28/10/2010
il est bien étrange qu'on craigne d'être cité quand il s'agit de secourir une malheureuse famille qui demande justice de la mort abominable de son père .
Note rédigée le 17 août 2011 pour parution le 28 octobre 2010
« A Jean Le Rond d'Alembert
28 octobre [1769]
Mme Denis, mon très cher et très grand philosophe, m'apporte votre lettre du 15 1. J'aurais encore mieux aimé causer avec vous dans Paris, mais le triste état où je suis ne m'a pas permis de voyager 2, et je crois, entre nous que ni messieurs ni les révérends pères n'auront plus désormais de querelle avec moi .
Soyez très sûr que l'histoire de Martin est dans la plus exacte vérité 3. Martin fut condamné il y a environ trois ans , à Paris, comme je vous l'ai mandé . Les annales du pays ne m'ont point encore annoncé la date de sa mort, mais je vous ai mandé celle de la déclaration que fit le coupable de l'innocence de Martin . On a rassemblé la pauvre famille dispersée . On a fait un mémoire actuellement en sa faveur . Je suis bien sûr que vous ne me citerez pas, mais il est bien étrange qu'on craigne d'être cité quand il s'agit de secourir une malheureuse famille qui demande justice de la mort abominable de son père .

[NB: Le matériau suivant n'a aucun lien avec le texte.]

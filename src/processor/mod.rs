//! Structural clip transforms: split, merge, proportional retiming and ordered pipelines.

pub(crate) mod measure;
pub(crate) mod merge;
pub(crate) mod pipeline;
pub(crate) mod split;
pub(crate) mod timing;
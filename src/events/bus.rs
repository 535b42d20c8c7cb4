//! Typed engine events and synchronous listener dispatch.
//!
//! - Listeners are invoked in subscription order.
//! - A failing listener never stops delivery to the others: its error is logged and
//!   returned in the [`DispatchReport`], and the engine decides whether to roll back.

/// Side effects the engine announces after a mutation.
#[derive(Clone, Debug, PartialEq)]
pub enum EngineEvent {
    /// The renderer-facing scenario for this word must be regenerated.
    ScenarioRefresh { word_id: String },
    /// Track mirrors were written into the word's clip data.
    TracksMirrored { word_id: String },
    /// The clip vector was replaced; the index now describes `revision`.
    ClipsReplaced { revision: u64 },
    /// Timeline placement changed.
    TimelineChanged { total_duration: f64 },
    /// Stickers were re-derived or updated.
    StickersChanged { count: usize },
}

impl EngineEvent {
    pub fn kind(&self) -> &'static str {
        match self {
            Self::ScenarioRefresh { .. } => "scenario_refresh",
            Self::TracksMirrored { .. } => "tracks_mirrored",
            Self::ClipsReplaced { .. } => "clips_replaced",
            Self::TimelineChanged { .. } => "timeline_changed",
            Self::StickersChanged { .. } => "stickers_changed",
        }
    }
}

/// Receives engine events.
pub trait EngineListener {
    fn on_event(&mut self, event: &EngineEvent) -> anyhow::Result<()>;
}

impl<F> EngineListener for F
where
    F: FnMut(&EngineEvent) -> anyhow::Result<()>,
{
    fn on_event(&mut self, event: &EngineEvent) -> anyhow::Result<()> {
        self(event)
    }
}

/// Handle returned by [`EventBus::subscribe`].
#[derive(Clone, Copy, Debug, PartialEq, Eq, Hash, PartialOrd, Ord)]
pub struct ListenerId(u64);

/// Result of delivering one event.
#[derive(Debug, Default)]
pub struct DispatchReport {
    pub delivered: usize,
    pub failures: Vec<(ListenerId, anyhow::Error)>,
}

impl DispatchReport {
    pub fn is_ok(&self) -> bool {
        self.failures.is_empty()
    }
}

/// Ordered set of listeners.
#[derive(Default)]
pub struct EventBus {
    listeners: Vec<(ListenerId, Box<dyn EngineListener>)>,
    next_id: u64,
}

impl std::fmt::Debug for EventBus {
    fn fmt(&self, f: &mut std::fmt::Formatter<'_>) -> std::fmt::Result {
        f.debug_struct("EventBus")
            .field("listeners", &self.listeners.len())
            .finish()
    }
}

impl EventBus {
    pub fn new() -> Self {
        Self::default()
    }

    pub fn subscribe(&mut self, listener: impl EngineListener + 'static) -> ListenerId {
        let id = ListenerId(self.next_id);
        self.next_id += 1;
        self.listeners.push((id, Box::new(listener)));
        id
    }

    pub fn unsubscribe(&mut self, id: ListenerId) -> bool {
        let before = self.listeners.len();
        self.listeners.retain(|(lid, _)| *lid != id);
        self.listeners.len() != before
    }

    pub fn len(&self) -> usize {
        self.listeners.len()
    }

    pub fn is_empty(&self) -> bool {
        self.listeners.is_empty()
    }

    /// Deliver `event` to every listener, collecting failures.
    pub fn emit(&mut self, event: &EngineEvent) -> DispatchReport {
        let mut report = DispatchReport::default();
        for (id, listener) in &mut self.listeners {
            match listener.on_event(event) {
                Ok(()) => report.delivered += 1,
                Err(err) => {
                    tracing::warn!(
                        listener = id.0,
                        event = event.kind(),
                        error = %err,
                        "listener failed"
                    );
                    report.failures.push((*id, err));
                }
            }
        }
        report
    }
}

#[cfg(test)]
#[path = "../../tests/unit/events/bus.rs"]
mod tests;
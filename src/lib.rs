//! Subcut is a non-destructive subtitle and timeline editing engine.
//!
//! A project is an ordered list of clips, each holding timed words. The public API is
//! centered on [`Engine`]:
//!
//! - Load and validate a [`Project`]
//! - Split, merge, retime and reorder clips while the word index stays coherent
//! - Bind up to three animation tracks per word and keep them mirrored into the document
//! - Project the clips onto a playback [`Timeline`] and linearize it back to back
#![forbid(unsafe_code)]

mod foundation;

pub(crate) mod animation;
/// Engine, processor and sticker settings.
pub mod config;
pub(crate) mod document;
pub(crate) mod engine;
pub(crate) mod events;
pub(crate) mod index;
pub(crate) mod manifest;
pub(crate) mod processor;
pub(crate) mod selection;
pub(crate) mod sticker;
pub(crate) mod timeline;

pub use crate::foundation::core::{
    DEGENERATE_WINDOW_SECS, MAX_TRACKS_PER_WORD, MIN_WORD_SECS, TimeRange,
};
pub use crate::foundation::error::{SubcutError, SubcutResult};
pub use crate::foundation::ids::{IdGenerator, SequentialIdGen, UuidIdGen};

pub use crate::document::edit::{move_word, reorder_clips, reorder_words, retokenize_clip};
pub use crate::document::model::{Clip, InsertedText, Sticker, Word, join_words, renumber};
pub use crate::document::project::{Document, Project};
pub use crate::index::cache::{IndexCache, WordEntry};
pub use crate::selection::state::{SelectionState, WordRef, WordState};

pub use crate::animation::manager::{
    AutofillResolver, BatchSummary, NoAutofill, Rejection, TrackChange, TrackList, TrackManager,
};
pub use crate::animation::track::{
    AnimationTrack, AssetRef, Intensity, OffsetValue, Params, TimeOffset, TrackColor,
    derive_window,
};
pub use crate::manifest::loader::{
    DirManifestSource, InMemoryManifestSource, ManifestLoader, ManifestSource, PluginManifest,
    SchemaProperty,
};

pub use crate::config::{EngineConfig, ProcessorConfig, StickerConfig};
pub use crate::processor::measure::{GlyphWidthMeasure, TextMeasure};
pub use crate::processor::merge::{MergeMode, merge_clips, merge_in_document, merge_sequence};
pub use crate::processor::pipeline::{ClipProcessor, PipelineStep};
pub use crate::processor::split::{SplitMode, split_boundaries, split_clip};
pub use crate::processor::timing::{rescale_clip_timing, shift_clip_timing};

pub use crate::timeline::clip::{TimelineClip, TrackKind};
pub use crate::timeline::linearize::Timeline;

pub use crate::sticker::derive::{derive_stickers, find_clip_at_time, sticker_for, update_sticker};
pub use crate::sticker::guard::{Clock, GuardedOp, ManualClock, ReentrancyGuard, SystemClock};

pub use crate::engine::history::TimingHistory;
pub use crate::engine::session::Engine;
pub use crate::events::bus::{DispatchReport, EngineEvent, EngineListener, EventBus, ListenerId};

Mme Denis m'a parlé d'une pièce de vers intitulée Michaut, ou Michon et Michelle 4; elle dit que c'est une pièce satirique contre les conseillers du parlement, mais qu'elle ne l'a pas vue . Elle ajoute qu'on a la fureur de me l'attribuer . Je suis si malade que je ne puis me livrer à une juste colère, ces infâmes calomnies m'empêcheront de revenir à Paris, quand même j'aurais la force de soutenir la vie qu'on y mène, et qui ne me plait point du tout .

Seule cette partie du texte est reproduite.